[Opening RECORDS FOR PROCESSING section]
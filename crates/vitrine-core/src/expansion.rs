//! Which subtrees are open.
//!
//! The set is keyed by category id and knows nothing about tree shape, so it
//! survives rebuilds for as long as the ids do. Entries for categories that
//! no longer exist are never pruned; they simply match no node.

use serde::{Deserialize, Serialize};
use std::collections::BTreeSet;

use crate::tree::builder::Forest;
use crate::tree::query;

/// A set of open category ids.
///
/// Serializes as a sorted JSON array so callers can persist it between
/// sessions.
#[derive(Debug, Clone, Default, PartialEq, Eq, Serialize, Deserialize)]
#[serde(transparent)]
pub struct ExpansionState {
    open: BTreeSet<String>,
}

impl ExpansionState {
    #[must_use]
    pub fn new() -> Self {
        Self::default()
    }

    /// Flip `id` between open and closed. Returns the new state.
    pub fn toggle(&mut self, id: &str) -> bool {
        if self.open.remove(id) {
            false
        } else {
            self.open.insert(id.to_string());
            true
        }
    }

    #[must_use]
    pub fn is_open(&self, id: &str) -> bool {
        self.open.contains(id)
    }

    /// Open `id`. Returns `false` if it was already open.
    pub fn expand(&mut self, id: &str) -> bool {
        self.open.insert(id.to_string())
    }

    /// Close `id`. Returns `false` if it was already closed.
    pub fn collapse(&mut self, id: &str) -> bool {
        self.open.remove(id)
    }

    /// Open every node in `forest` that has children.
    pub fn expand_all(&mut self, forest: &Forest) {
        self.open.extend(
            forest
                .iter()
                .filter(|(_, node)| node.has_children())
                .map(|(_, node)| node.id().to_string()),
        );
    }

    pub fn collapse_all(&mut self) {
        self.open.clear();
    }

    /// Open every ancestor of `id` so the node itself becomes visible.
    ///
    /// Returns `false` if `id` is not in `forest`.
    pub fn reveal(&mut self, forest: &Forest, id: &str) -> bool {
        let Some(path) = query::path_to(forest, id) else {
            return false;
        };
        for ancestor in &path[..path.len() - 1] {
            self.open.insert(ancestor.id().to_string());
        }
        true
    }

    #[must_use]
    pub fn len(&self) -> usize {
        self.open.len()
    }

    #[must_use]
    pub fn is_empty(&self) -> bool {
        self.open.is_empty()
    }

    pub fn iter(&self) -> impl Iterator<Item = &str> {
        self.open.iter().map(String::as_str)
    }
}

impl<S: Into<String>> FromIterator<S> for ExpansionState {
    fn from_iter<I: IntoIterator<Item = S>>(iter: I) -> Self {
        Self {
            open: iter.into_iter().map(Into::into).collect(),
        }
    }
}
[Closing RECORDS FOR PROCESSING section]
- _YOUR OBJECTIVE_: Only lines containing the string "node" belong in the answer; find them in the data above and copy them.

- _SOLUTION FOR THIS EXERCISE_:
//! no longer exist are never pruned; they simply match no node.
    /// Open every node in `forest` that has children.
                .filter(|(_, node)| node.has_children())
                .map(|(_, node)| node.id().to_string()),
    /// Open every ancestor of `id` so the node itself becomes visible.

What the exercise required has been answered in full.